I strike rapidly, catching the snake underwater a foot behind her head. She responds with repeated bite-and-chews to my wrist (yes, it hurts). Dripping adrenalin and sporting shoelaces strewn green with tadpole chow, I emerge from the river with the snake's body looped in my right hand (a rough greensnake in my left).
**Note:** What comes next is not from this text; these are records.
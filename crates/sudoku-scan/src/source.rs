//! Thin capability interfaces for frame acquisition and display, plus the
//! live scan loop that connects them.

use std::time::Duration;

use sudoku_scan_core::{GrayImage, GrayImageView};

use crate::detector::SudokuScanner;
use crate::overlay::{plan_overlay, GlyphMetrics, OverlayPlan};
use crate::recognize::DigitRecognizer;

/// Errors from frame acquisition. These are fatal for the run.
#[derive(thiserror::Error, Debug)]
pub enum SourceError {
    #[cfg(feature = "image")]
    #[error("could not open {path}: {source}")]
    Open {
        path: String,
        #[source]
        source: image::ImageError,
    },
    #[error("frame acquisition failed: {0}")]
    Acquisition(String),
}

/// Yields intensity frames on demand.
///
/// `Ok(None)` is end of stream — terminal for the run, not an error.
pub trait FrameSource {
    fn next_frame(&mut self) -> Result<Option<GrayImage>, SourceError>;
}

/// Live preview surface and key input.
pub trait DisplaySink {
    fn show(&mut self, name: &str, image: &GrayImageView<'_>);
    /// Wait up to `timeout` for a key press.
    fn wait_key(&mut self, timeout: Duration) -> Option<u32>;
    /// Hand over the overlay plan for a solved frame. Default: ignore.
    fn render_overlay(&mut self, _plan: &OverlayPlan) {}
}

/// Serves a single still image, then reports end of stream. Drives the same
/// pipeline as a live source, just once.
#[cfg(feature = "image")]
pub struct StillImageSource {
    path: std::path::PathBuf,
    served: bool,
}

#[cfg(feature = "image")]
impl StillImageSource {
    pub fn new(path: impl Into<std::path::PathBuf>) -> Self {
        Self {
            path: path.into(),
            served: false,
        }
    }
}

#[cfg(feature = "image")]
impl FrameSource for StillImageSource {
    fn next_frame(&mut self) -> Result<Option<GrayImage>, SourceError> {
        if self.served {
            return Ok(None);
        }
        self.served = true;

        let open_err = |source: image::ImageError| SourceError::Open {
            path: self.path.display().to_string(),
            source,
        };
        let decoded = image::ImageReader::open(&self.path)
            .map_err(|e| open_err(e.into()))?
            .decode()
            .map_err(open_err)?
            .to_luma8();

        Ok(Some(GrayImage {
            width: decoded.width() as usize,
            height: decoded.height() as usize,
            data: decoded.into_raw(),
        }))
    }
}

/// Drive the scanner over a source until the stream ends or a key is
/// pressed.
///
/// Each solved frame prints the solution to the console and hands the
/// overlay plan to the sink; a frame whose givens admit no solution prints a
/// fixed failure line and is shown without an overlay. Frames without a
/// puzzle pass through untouched. Acquisition failures abort with the error.
pub fn run_live(
    source: &mut dyn FrameSource,
    sink: &mut dyn DisplaySink,
    scanner: &SudokuScanner,
    engine: &mut dyn DigitRecognizer,
    metrics: GlyphMetrics,
) -> Result<(), SourceError> {
    loop {
        let Some(frame) = source.next_frame()? else {
            break;
        };

        match scanner.scan(&frame.view(), engine) {
            Ok(Some(scan)) => {
                match &scan.solution {
                    Some(solution) => {
                        println!("SOLVE:");
                        print!("{solution}");
                        if let Some(plan) =
                            plan_overlay(&scan, metrics, scanner.params().overlay_fill)
                        {
                            sink.render_overlay(&plan);
                        }
                    }
                    None => println!("COULDN'T FIND ANY SOLUTION :("),
                }
                sink.show("rectified", &scan.rectified.view());
            }
            Ok(None) => {}
            Err(err) => log::warn!("frame skipped: {err}"),
        }

        sink.show("original", &frame.view());
        if sink.wait_key(Duration::from_millis(27)).is_some() {
            break;
        }
    }
    Ok(())
}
An onlooker at the boat landing familiar with snake identification holsters his libation and exclaims, "Oh-ho, good-gracious son, why that ain't no moccasin, that's a water rattler!" (I've heard it before, but I don't often hear this colloquialism, a local name for the brown watersnake, its origin related to the species' superficial resemblance — with respect to its dorsal markings — to the timber rattlesnake).
All in a day's work
In 18 person hours of searching over two days, Josh and I observe 66 snakes (65 brown watersnakes and one rough greensnake). We capture around 22 "brownies," releasing all but six soon after capture (these snakes will be liberated at their capture sites immediately following the feeding trials).
"Water taxis" favor the succulent flesh of catfishes. Camping on an Altamaha sandbar, my wife and I were once awakened in the middle of the night to a violent thrashing on our stringer to find a substantial specimen attempting to fit a two-pound channel catfish into its mouth. We carried the whole mess, snake attached like a lamprey to the right flank of the cat, a short distance downstream before shaking the brownie free. Over a gritty catfish breakfast, I told my wife that such catfish prey are usually swallowed head-first so that the stout spines in the dorsal and pectoral fins "fold back" during consumption (rarely, they "unfold" after ingestion, causing serious injury to the snake).
Over the last 12 years, I have surveyed the herpetofauna of the wonderful Altahama, documenting in detail the distribution of fauna reptilian and amphibian. Remarkably, cottonmouths (Agkistrodon piscivorus) are rare along the Altamaha River mainstem and in the 170,000 acres of hardwood swamps lying in the floodplain of this magnificent alluvial stream. Only near Darien, where the river braids and spills into rich marshes and brackish estuaries, can one commonly admire the lackadaisical swim of an undisturbed "trapjaw".